Newswire: White House says $44 Billion still available to avoid evictions

By: Stacy M. Brown, NNPA Newswire Senior National Correspondent

Editor Note: At press time, the CDC extended the eviction moratorium until October 3, 2021.

House and Senate Democrats are looking to the White House to immediately act to stop evictions after the federal moratorium expired on July 31. But President Joe Biden said a recent Supreme Court ruling means the administration cannot unilaterally extend the moratorium.

For his part, the President has called on state and local governments to resolve the problem.

The White House said the American Rescue Plan provided $47 billion in rental assistance earlier this year, but states and localities have used just $3 billion.

“We as a country have never had a national infrastructure or national policy preventing avoidable evictions,” American Rescue Plan Coordinator Gene Sperling responded in a White House briefing on Monday, August 2.

“State and local governments must do more to help,” Sperling asserted. It’s not currently known just how many Americans face eviction, but leaders in the House and Senate have urged the White House to act.

Rep. Maxine Waters (D-Calif.) said she believes about 11 million families are affected. “As they have called upon the American people to mask up, to be vaccinated and to take other public health precautions, it is critical, in recognition of this urgency, that they extend the eviction moratorium,” House Speaker Nancy Pelosi (D-Calif.) stated in an August 2 letter to the Centers for Disease Control and Prevention.

“Putting people on the streets contributes to the spread of the virus,” Pelosi wrote.

White House spokeswoman Jen Psaki stated that the administration had taken further action to prevent Americans from experiencing eviction.
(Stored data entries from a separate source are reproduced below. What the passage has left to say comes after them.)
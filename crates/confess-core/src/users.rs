use std::sync::Arc;

use chrono::Utc;
use serde::{Deserialize, Serialize};
use serde_json::Value;

use crate::{
    domain::UserId,
    errors::Error,
    reputation::{level_for, Level},
    store::{collections, get_doc, put_doc, DocumentStore},
    Result,
};

/// Display name every profile starts with; exempt from uniqueness.
pub const DEFAULT_NAME: &str = "Anonymous";

const NAME_MIN: usize = 3;
const NAME_MAX: usize = 20;

fn default_true() -> bool {
    true
}

/// Per-category notification toggles. Unset categories default to enabled.
#[derive(Clone, Debug, Serialize, Deserialize)]
pub struct NotifySettings {
    #[serde(default = "default_true")]
    pub new_comment: bool,
    #[serde(default = "default_true")]
    pub confession_update: bool,
}

impl Default for NotifySettings {
    fn default() -> Self {
        Self {
            new_comment: true,
            confession_update: true,
        }
    }
}

/// Comment-visibility settings carried on the profile.
#[derive(Clone, Debug, Serialize, Deserialize)]
pub struct CommentSettings {
    pub allow_comments: String,
    pub allow_anonymous: bool,
}

impl Default for CommentSettings {
    fn default() -> Self {
        Self {
            allow_comments: "everyone".to_string(),
            allow_anonymous: true,
        }
    }
}

#[derive(Clone, Debug, Serialize, Deserialize)]
pub struct UserProfile {
    pub user_id: i64,
    /// Display name; `"Anonymous"` until the user picks one.
    pub username: String,
    /// Lowercased shadow of `username`, kept for the exact-match uniqueness
    /// lookup (the store has no case-insensitive query).
    pub username_lower: String,
    #[serde(default)]
    pub reputation: i64,
    #[serde(default)]
    pub total_confessions: i64,
    /// Lifetime comment count; drives the display level.
    #[serde(default)]
    pub total_comments: i64,
    /// False = blocked by an admin; every action is rejected.
    #[serde(default = "default_true")]
    pub active: bool,
    pub joined_at: String,
    #[serde(default)]
    pub notifications: NotifySettings,
    #[serde(default)]
    pub comment_settings: CommentSettings,
}

impl UserProfile {
    fn new(user: UserId) -> Self {
        Self {
            user_id: user.0,
            username: DEFAULT_NAME.to_string(),
            username_lower: DEFAULT_NAME.to_lowercase(),
            reputation: 0,
            total_confessions: 0,
            total_comments: 0,
            active: true,
            joined_at: Utc::now().to_rfc3339(),
            notifications: NotifySettings::default(),
            comment_settings: CommentSettings::default(),
        }
    }

    pub fn id(&self) -> UserId {
        UserId(self.user_id)
    }

    /// True until the user has picked a display name.
    pub fn is_anonymous(&self) -> bool {
        self.username == DEFAULT_NAME
    }

    /// Current display level, recomputed from the live comment count.
    pub fn level(&self) -> Level {
        level_for(self.total_comments)
    }
}

/// Validation only; uniqueness is the directory's concern.
pub fn validate_username(name: &str) -> Result<()> {
    let len = name.chars().count();
    if len < NAME_MIN
        || len > NAME_MAX
        || !name.chars().all(|c| c.is_ascii_alphanumeric() || c == '_')
    {
        return Err(Error::Validation(
            "Invalid username. Use 3-20 characters (letters, numbers, underscores only)."
                .to_string(),
        ));
    }
    Ok(())
}

/// Profile repository. Profiles are created on first interaction and never
/// deleted; counter bumps are best-effort read-modify-writes (the sequence
/// generator is the only operation needing true atomicity).
pub struct UserDirectory {
    store: Arc<dyn DocumentStore>,
}

impl UserDirectory {
    pub fn new(store: Arc<dyn DocumentStore>) -> Self {
        Self { store }
    }

    pub async fn get(&self, user: UserId) -> Result<Option<UserProfile>> {
        get_doc(self.store.as_ref(), collections::USERS, &user.0.to_string()).await
    }

    pub async fn get_or_create(&self, user: UserId) -> Result<UserProfile> {
        if let Some(profile) = self.get(user).await? {
            return Ok(profile);
        }

        let profile = UserProfile::new(user);
        self.save(&profile).await?;
        tracing::info!(user_id = user.0, "created user profile");
        Ok(profile)
    }

    pub async fn save(&self, profile: &UserProfile) -> Result<()> {
        put_doc(
            self.store.as_ref(),
            collections::USERS,
            &profile.user_id.to_string(),
            profile,
        )
        .await
    }

    /// Validates, checks uniqueness (case-insensitive, `"anonymous"` exempt)
    /// and stores the new display name.
    pub async fn set_username(&self, user: UserId, requested: &str) -> Result<UserProfile> {
        validate_username(requested)?;

        let lower = requested.to_lowercase();
        if lower != DEFAULT_NAME.to_lowercase() && self.name_taken_by_other(user, &lower).await? {
            return Err(Error::Validation(
                "Username already taken. Choose another one.".to_string(),
            ));
        }

        let mut profile = self.get_or_create(user).await?;
        profile.username = requested.to_string();
        profile.username_lower = lower;
        self.save(&profile).await?;
        Ok(profile)
    }

    pub async fn adjust_reputation(&self, user: UserId, delta: i64) -> Result<()> {
        self.mutate(user, |p| p.reputation += delta).await
    }

    pub async fn bump_confessions(&self, user: UserId) -> Result<()> {
        self.mutate(user, |p| p.total_confessions += 1).await
    }

    pub async fn bump_comments(&self, user: UserId) -> Result<()> {
        self.mutate(user, |p| p.total_comments += 1).await
    }

    async fn mutate(&self, user: UserId, apply: impl FnOnce(&mut UserProfile)) -> Result<()> {
        let mut profile = self.get_or_create(user).await?;
        apply(&mut profile);
        self.save(&profile).await
    }

    async fn name_taken_by_other(&self, user: UserId, lower: &str) -> Result<bool> {
        let hits = self
            .store
            .find_eq(collections::USERS, "username_lower", lower, 2)
            .await?;

        Ok(hits
            .iter()
            .any(|doc| doc.get("user_id").and_then(Value::as_i64) != Some(user.0)))
    }
}

#[cfg(test)]
mod tests {
    use super::*;
    use crate::store::MemoryStore;

    fn directory() -> UserDirectory {
        UserDirectory::new(Arc::new(MemoryStore::new()))
    }

    #[test]
    fn rejects_short_invalid_and_accepts_valid_names() {
        assert!(validate_username("ab").is_err());
        assert!(validate_username("validUser_1").is_ok());
        assert!(validate_username("bad name!").is_err());
        assert!(validate_username(&"x".repeat(21)).is_err());
        assert!(validate_username(&"x".repeat(20)).is_ok());
    }

    #[tokio::test]
    async fn first_interaction_creates_an_anonymous_profile() {
        let dir = directory();
        let profile = dir.get_or_create(UserId(1)).await.unwrap();
        assert_eq!(profile.username, "Anonymous");
        assert!(profile.active);
        assert!(profile.is_anonymous());
        assert!(profile.notifications.new_comment);
    }

    #[tokio::test]
    async fn taken_names_are_rejected_case_insensitively() {
        let dir = directory();
        dir.set_username(UserId(1), "Night_Owl").await.unwrap();

        let err = dir.set_username(UserId(2), "night_owl").await.unwrap_err();
        assert!(matches!(err, Error::Validation(_)));

        // The holder can re-assert their own name.
        assert!(dir.set_username(UserId(1), "night_owl").await.is_ok());
    }

    #[tokio::test]
    async fn anonymous_is_exempt_from_uniqueness() {
        let dir = directory();
        dir.set_username(UserId(1), "Anonymous").await.unwrap();
        assert!(dir.set_username(UserId(2), "anonymous").await.is_ok());
    }

    #[tokio::test]
    async fn counters_accumulate() {
        let dir = directory();
        dir.adjust_reputation(UserId(1), 10).await.unwrap();
        dir.adjust_reputation(UserId(1), 5).await.unwrap();
        dir.bump_comments(UserId(1)).await.unwrap();
        dir.bump_confessions(UserId(1)).await.unwrap();

        let profile = dir.get(UserId(1)).await.unwrap().unwrap();
        assert_eq!(profile.reputation, 15);
        assert_eq!(profile.total_comments, 1);
        assert_eq!(profile.total_confessions, 1);
    }

    #[tokio::test]
    async fn level_tracks_live_comment_count() {
        let dir = directory();
        for _ in 0..25 {
            dir.bump_comments(UserId(1)).await.unwrap();
        }
        let profile = dir.get(UserId(1)).await.unwrap().unwrap();
        assert_eq!(profile.level().rank, 2);
    }
}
Psaki said nearly 33 percent of the country wouldn’t face eviction through August.

“Thanks to the bipartisan COVID relief act Congress passed in December 2020 and the American Rescue Plan the Biden administration enacted in March, state and local governments long ago received emergency rental assistance – a $46.5 billion plan to protect millions of Americans facing deep rental debt and potential eviction during the pandemic,” Psaki continued.

Some cities and states have “demonstrated their ability to release these funds efficiently to tenants and landlords in need,” Psaki further insisted. “But even though funds began to be distributed in February by the Biden administration, too many states and cities have been too slow to act,” she determined.

Psaki continued: “There is no excuse for any state or locality not to promptly deploy the resources that Congress appropriated to meet the critical need of so many Americans.

“This assistance provides the funding to pay landlords current and back rent so tenants can remain in their homes or apartments, not be evicted.

“No one in America should be evicted when federal funds are available, in the hands of state and local government, to pay back rent due.”

While Congresswoman Pelosi has asked President Biden to act, Psaki said he would have strongly supported a decision by the CDC to extend the eviction moratorium.

“Unfortunately, the Supreme Court declared on June 29 that the CDC could not grant such an extension without clear and specific congressional authorization via new legislation,” Psaki said.

Because of the spread of the Delta variant, President Biden asked the CDC to consider executive action. The White House said he raised the prospect of a new, 30-day eviction moratorium focused on counties with high or substantial case rates.

Psaki said the temporary measure would spur states and localities to ramp up emergency rental assistance programs to full spend – allowing every landlord to collect the rent they are owed and ensuring no eligible family gets evicted.

“To date, CDC Director Rochelle Walensky and her team have been unable to find legal authority for a new, targeted eviction moratorium,” Psaki stated.

Eutaw City Council approves raises for police and water department

Mayor Latasha Johnson, Council members and staff present check for $30,000 to support E-911 dispatch and other emergency services. Funds came from the City’s American Rescue Act funding.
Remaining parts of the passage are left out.